Opinion poll conducted on 4–6 August 2015 by the Forsa-Institut, commissioned by the Stern weekly
Are Germans particularly obliged to help refugees due to Germany’s history and the crimes perpetrated by the Nazis?
Do you approve of protests against taking in refugees?
Would you be willing to get involved in helping the refugees?
Are too many refugees coming to Germany?
 The full title of the law is The law on managing and limiting immigration and on regulating stay and integration of citizens of the European Union and of foreigners (Gesetz zur Steuerung und Begrenzung der Zuwanderung und zur Regelung des Aufenthalts und der Integration von Unionsbürgern und Ausländern, Zuwanderungsgesetz).
 Asylum procedure – see Appendix 1.
 The phenomenon of immigrants pretending to be Syrian has not been researched in statistical terms. It is certain, however, that over 80% of individuals submitting asylum applications have no identity documents. Due to the lack of documents and of the ability to determine the identity of an individual it is impossible to expel the ‘refugee’ (regardless of the final decision concerning their asylum application);
 According to data compiled by the European Commission, in 2013 75% of asylum applications submitted in Schengen states by citizens of the Western Balkan states were submitted in Germany. According to the EC, the most common reasons why these groups of emigrants leave their countries include poverty, unemployment, discrimination, lack of access to healthcare, social benefits and education, and (in the case of Albanians) family disputes.
 Factors which stimulate escalation of tension include: overcrowded refugee centres; the fact that ethnic and religious groups which are in conflict stay in one place; the fact that two thirds of the centres’ residents are men; boredom; worsening living conditions; frustration; increasing demands by ‘refugees’ and their impression of being discriminated against.

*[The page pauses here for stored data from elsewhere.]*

//! Field overlay rules
//!
//! One rule per logical frame. Each rule copies the stock snapshot, applies
//! its overrides, and returns the copy; the caller's snapshot is never
//! touched. Rules are total: a field missing from stock is the encoder's
//! problem, not theirs.

use crate::alerts;
use crate::command::Command;
use crate::config::{AlertPolicy, DiagnosticOverrides};
use crate::frames::fields;
use crate::frames::{FrameId, SteeringFields};
use crate::types::FieldSnapshot;

/// Dash icon code for "lane keep engaged"
pub const DASH_ICON_ENGAGED: i64 = 2;
/// Dash status code stock shows when its own lane keep is disabled
pub const LKAS_DISABLED_MSG: i64 = 3;

/// Per-call switches that are not part of the command
#[derive(Debug, Clone, Copy, Default, PartialEq, Eq)]
pub struct OverlayFlags {
    pub alert_policy: AlertPolicy,
    pub diagnostics: DiagnosticOverrides,
}

/// Run the rule for `frame`
///
/// The steering rule is the only one that depends on the generation, and
/// only through its field names.
pub fn apply(
    frame: FrameId,
    steering: &SteeringFields,
    stock: &FieldSnapshot,
    command: &Command,
    flags: &OverlayFlags,
) -> FieldSnapshot {
    match frame {
        FrameId::SteeringCommand => steering_command(steering, command),
        FrameId::DistanceCancel => distance_cancel(stock, command),
        FrameId::LaneKeepStatus => lane_keep_status(stock, command, flags.alert_policy),
        FrameId::DashStatus => dash_status(stock),
        FrameId::CruiseThrottle => cruise_throttle(stock, command),
        FrameId::Throttle => throttle(stock, &flags.diagnostics),
        FrameId::Brake => brake(stock, &flags.diagnostics),
    }
}

/// Steering command; fully system-originated
///
/// The rolling counter and checksum are footers and are added by the
/// dispatcher after this rule runs.
pub fn steering_command(names: &SteeringFields, command: &Command) -> FieldSnapshot {
    let mut values = FieldSnapshot::new()
        .with(names.torque, command.steer_torque)
        .with(names.request, i64::from(command.steer_torque != 0));

    if let Some((name, value)) = names.constant {
        values.set(name, value);
    }

    values
}

/// Distance/cancel: forward stock as-is, owning only the cancel bit
pub fn distance_cancel(stock: &FieldSnapshot, command: &Command) -> FieldSnapshot {
    let mut values = stock.clone();
    if command.cancel {
        values.set(fields::CRUISE_CANCEL, 1);
    }
    values
}

/// Lane-keep status and dash alert
pub fn lane_keep_status(
    stock: &FieldSnapshot,
    command: &Command,
    policy: AlertPolicy,
) -> FieldSnapshot {
    let mut values = stock.clone();

    alerts::arbitrate(&mut values, command, policy);

    if command.active {
        values.set(fields::LKAS_ACTIVE, 1);
        values.set(fields::LKAS_DASH_ICON, DASH_ICON_ENGAGED);
        values.set(fields::LEFT_LINE_ENABLE, 1);
        values.set(fields::RIGHT_LINE_ENABLE, 1);
    } else {
        // LKAS_ACTIVE stays stock so the steering wheel button still
        // toggles the display; only the engaged icon is hidden.
        values.set(fields::LKAS_DASH_ICON, 0);
    }

    values.set(fields::LEFT_LINE_VISIBLE, i64::from(command.left_line_visible));
    values.set(fields::RIGHT_LINE_VISIBLE, i64::from(command.right_line_visible));

    values
}

/// Dash status: hide stock's "LKAS disabled" message
pub fn dash_status(stock: &FieldSnapshot) -> FieldSnapshot {
    let mut values = stock.clone();
    values.replace_if(fields::LKAS_STATE_MSG, &[LKAS_DISABLED_MSG], 0);
    values
}

/// Legacy cruise throttle: forward stock with the commanded button
pub fn cruise_throttle(stock: &FieldSnapshot, command: &Command) -> FieldSnapshot {
    let mut values = stock.clone();
    values.set(fields::CRUISE_BUTTON, command.cruise_button);
    values
}

/// Throttle (diagnostic)
pub fn throttle(stock: &FieldSnapshot, overrides: &DiagnosticOverrides) -> FieldSnapshot {
    let mut values = stock.clone();
    if let Some(pedal) = overrides.throttle_pedal {
        values.set(fields::THROTTLE_PEDAL, pedal);
    }
    values
}

/// Brake pedal (diagnostic)
pub fn brake(stock: &FieldSnapshot, overrides: &DiagnosticOverrides) -> FieldSnapshot {
    let mut values = stock.clone();
    if let Some(speed) = overrides.brake_speed {
        values.set(fields::SPEED, speed);
    }
    values
}
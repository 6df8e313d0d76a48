//! CAN Overlay CLI Application
//!
//! Command-line front end for the can-overlay library. It loads a scenario
//! (vehicle generation, DBC files, stock snapshots, command) and prints the
//! frames the synthesizer would emit over a run of ticks.

use anyhow::{bail, Context, Result};
use can_overlay::{DbcPacker, FrameSynthesizer};
use chrono::Utc;
use clap::Parser;
use std::fs::File;
use std::io::{self, BufWriter, Write};
use std::path::PathBuf;

mod config;
mod report;

use config::OutputFormat;
use report::{TraceRecord, TraceSummary};

/// CAN Overlay - synthesize driver-assistance frames from a scenario
#[derive(Parser, Debug)]
#[command(name = "can-overlay-cli")]
#[command(about = "Synthesize outgoing CAN frames from stock snapshots and a command", long_about = None)]
#[command(version)]
struct Args {
    /// Path to the scenario file (scenario.toml)
    #[arg(short, long, value_name = "FILE")]
    config: PathBuf,

    /// Path to DBC file(s), replacing those in the scenario (can be repeated)
    #[arg(long, value_name = "FILE")]
    dbc: Vec<PathBuf>,

    /// Number of ticks to run, overriding the scenario
    #[arg(long, value_name = "COUNT")]
    ticks: Option<u64>,

    /// Output format, overriding the scenario
    #[arg(long, value_enum)]
    format: Option<OutputFormat>,

    /// Output file for the frame trace (default: stdout)
    #[arg(short, long, value_name = "FILE")]
    output: Option<PathBuf>,

    /// Verbosity level (can be repeated: -v, -vv, -vvv)
    #[arg(short, long, action = clap::ArgAction::Count)]
    verbose: u8,

    /// Suppress all output except errors
    #[arg(short, long)]
    quiet: bool,
}

fn main() -> Result<()> {
    let args = Args::parse();

    init_logging(args.verbose, args.quiet);

    log::info!("CAN Overlay CLI v{}", env!("CARGO_PKG_VERSION"));
    log::info!("Using overlay library v{}", can_overlay::VERSION);

    let mut app_config = config::load_config(&args.config)?;
    log::debug!("Configuration loaded from {:?}", args.config);

    if !args.dbc.is_empty() {
        app_config.vehicle.dbc_files = args.dbc.clone();
    }
    if let Some(ticks) = args.ticks {
        app_config.run.ticks = ticks;
    }
    if let Some(format) = args.format {
        app_config.output.format = format;
    }
    if args.output.is_some() {
        app_config.output.output_file = args.output.clone();
    }

    run(&app_config)
}

/// Load the DBCs, then synthesize every selected frame for every tick
fn run(app_config: &config::AppConfig) -> Result<()> {
    if app_config.vehicle.dbc_files.is_empty() {
        bail!("No DBC files given (set vehicle.dbc_files or pass --dbc)");
    }

    let mut packer = DbcPacker::new().with_missing_as_zero(app_config.vehicle.missing_as_zero);
    for dbc_path in &app_config.vehicle.dbc_files {
        packer
            .add_dbc(dbc_path)
            .with_context(|| format!("Failed to load DBC {:?}", dbc_path))?;
    }

    let stats = packer.database_stats();
    log::info!(
        "Signal database: {} messages, {} signals",
        stats.num_messages,
        stats.num_signals
    );

    let stock = app_config.stock_snapshots(&packer)?;
    let synth_config = app_config.synthesizer_config();
    let generation = synth_config.generation;
    let frames = app_config.frames();
    let synthesizer = FrameSynthesizer::new(synth_config, packer);

    let format = app_config.output.format;
    let mut out: Box<dyn Write> = match &app_config.output.output_file {
        Some(path) => Box::new(BufWriter::new(
            File::create(path).with_context(|| format!("Failed to create output file {:?}", path))?,
        )),
        None => Box::new(BufWriter::new(io::stdout())),
    };

    log::info!(
        "Running {} ticks of {} frame(s) for the {} generation",
        app_config.run.ticks,
        frames.len(),
        generation
    );

    let started = Utc::now();
    let empty = can_overlay::FieldSnapshot::new();
    let mut summary = TraceSummary::default();
    let run = &app_config.run;

    for offset in 0..run.ticks {
        let tick = run.start_tick + offset;
        let timestamp = started + chrono::Duration::milliseconds((offset * run.period_ms) as i64);
        let sequence = synthesizer.config().sequence(tick);

        for &frame in &frames {
            let snapshot = stock.get(&frame).unwrap_or(&empty);
            match synthesizer.synthesize(frame, snapshot, &app_config.command, sequence) {
                Ok(can_frame) => {
                    let message = generation.layout(frame).map(|l| l.message).unwrap_or("?");
                    let record = TraceRecord::new(tick, timestamp, frame, message, &can_frame);
                    report::write_record(out.as_mut(), format, &record)?;
                    summary.frames += 1;
                }
                Err(e) => {
                    log::error!("tick {} {}: {}", tick, frame, e);
                    summary.failures += 1;
                }
            }
        }
    }

    report::write_summary(out.as_mut(), format, &summary)?;
    out.flush()?;

    if summary.failures > 0 {
        bail!("{} frame(s) failed to synthesize", summary.failures);
    }

    Ok(())
}

/// Initialize logging based on verbosity level
fn init_logging(verbose: u8, quiet: bool) {
    use env_logger::Builder;
    use log::LevelFilter;

    let level = if quiet {
        LevelFilter::Error
    } else {
        match verbose {
            0 => LevelFilter::Info,
            1 => LevelFilter::Debug,
            _ => LevelFilter::Trace,
        }
    };

    Builder::new()
        .filter_level(level)
        .format(|buf, record| {
            writeln!(
                buf,
                "[{} {}] {}",
                record.level(),
                record.target(),
                record.args()
            )
        })
        .init();
}
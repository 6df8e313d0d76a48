//! Rolling counter derivation
//!
//! The counter advances once every `step` ticks, so the tick count is
//! divided by the step before the modulus is applied.

use serde::{Deserialize, Serialize};
use std::num::NonZeroU64;

/// Counter wrap point, fixed per frame family
#[derive(Debug, Clone, Copy, PartialEq, Eq, Serialize, Deserialize)]
pub enum CounterWidth {
    /// 4-bit counter (integrated steering command)
    Mod16,
    /// 3-bit counter (legacy steering command)
    Mod8,
}

impl CounterWidth {
    pub fn modulus(&self) -> u64 {
        match self {
            CounterWidth::Mod16 => 16,
            CounterWidth::Mod8 => 8,
        }
    }
}

/// Compute `(tick / step) mod modulus`
pub fn next_counter(tick: u64, step: NonZeroU64, width: CounterWidth) -> u64 {
    (tick / step.get()) % width.modulus()
}

/// Process-wide tick count plus the configured counter step
#[derive(Debug, Clone, Copy, PartialEq, Eq)]
pub struct SequenceState {
    pub tick: u64,
    pub step: NonZeroU64,
}

impl SequenceState {
    pub fn new(tick: u64, step: NonZeroU64) -> Self {
        Self { tick, step }
    }

    /// Counter value for this tick
    pub fn counter(&self, width: CounterWidth) -> u64 {
        next_counter(self.tick, self.step, width)
    }
}
//! Frame trace output (TXT and JSON lines)

use crate::config::OutputFormat;
use anyhow::Result;
use can_overlay::{CanFrame, FrameId};
use chrono::{DateTime, SecondsFormat, Utc};
use serde::Serialize;
use std::io::Write;

/// One synthesized frame in the trace
#[derive(Debug, Clone, Serialize)]
pub struct TraceRecord {
    pub tick: u64,
    pub timestamp: String,
    pub frame: FrameId,
    pub message: String,
    pub can_id: u32,
    pub bus: u8,
    pub data: String,
}

impl TraceRecord {
    pub fn new(
        tick: u64,
        timestamp: DateTime<Utc>,
        frame: FrameId,
        message: &str,
        can_frame: &CanFrame,
    ) -> Self {
        Self {
            tick,
            timestamp: timestamp.to_rfc3339_opts(SecondsFormat::Millis, true),
            frame,
            message: message.to_string(),
            can_id: can_frame.can_id,
            bus: can_frame.bus,
            data: hex(&can_frame.data),
        }
    }
}

/// Totals printed at the end of a text trace
#[derive(Debug, Default)]
pub struct TraceSummary {
    pub frames: usize,
    pub failures: usize,
}

/// Write one record in the chosen format
pub fn write_record(out: &mut dyn Write, format: OutputFormat, record: &TraceRecord) -> Result<()> {
    match format {
        OutputFormat::Txt => writeln!(
            out,
            "{} tick {:>6}  bus {}  0x{:03X}  {:<18} {}",
            record.timestamp, record.tick, record.bus, record.can_id, record.message, record.data
        )?,
        OutputFormat::Json => writeln!(out, "{}", serde_json::to_string(record)?)?,
    }
    Ok(())
}

/// Write the closing summary (text format only)
pub fn write_summary(out: &mut dyn Write, format: OutputFormat, summary: &TraceSummary) -> Result<()> {
    if format == OutputFormat::Txt {
        writeln!(out, "───────────────────────────────────────────────")?;
        writeln!(
            out,
            "{} frames synthesized, {} failed",
            summary.frames, summary.failures
        )?;
    }
    Ok(())
}

fn hex(data: &[u8]) -> String {
    data.iter()
        .map(|b| format!("{:02X}", b))
        .collect::<Vec<_>>()
        .join(" ")
}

This phenomenon has not been described in statistical terms, however, it has been confirmed by officials and employees of the centres; http://www.migazin.de/2015/08/21/kriminologe-warnt-vor-zunehmender-gewalt-in-erstaufnahmestellen/
 On 21 August 2015, following their meeting Angela Merkel and François Hollande called for a European response to the crisis caused by the influx of ‘refugees’. This would involve full implementation of all binding asylum laws by all EU states; establishment of centres to register refugees in Italy and Greece (immigrants who have to chance of being granted asylum or refugee status would be rejected and the remaining ones would be transferred to other EU states), introduction of common standards for refugee registration, accommodation, care and readmission, as well as equal division of duties. Germany’s increasing approval for the quota system, “universal citizen rights” and European solidarity has been a relatively new component of the German asylum policy and seems to be directly proportional to the increase in the number of refugees and to the problems related to this situation.
 In late August 2015, German media reported that the Federal Office for Migration and Refugees (BAMF) had issued a new guideline regarding asylum applications submitted by citizens of Syria. According to this guideline, Syrians will not be covered by so-called Dublin III procedure and the office will not be trying to determine whether Germany is the first safe country in which they arrived having fled Syria. By 1 July 2015, 42,100 asylum applications were submitted by citizens of Syria and only 131 individuals were sent back to other countries.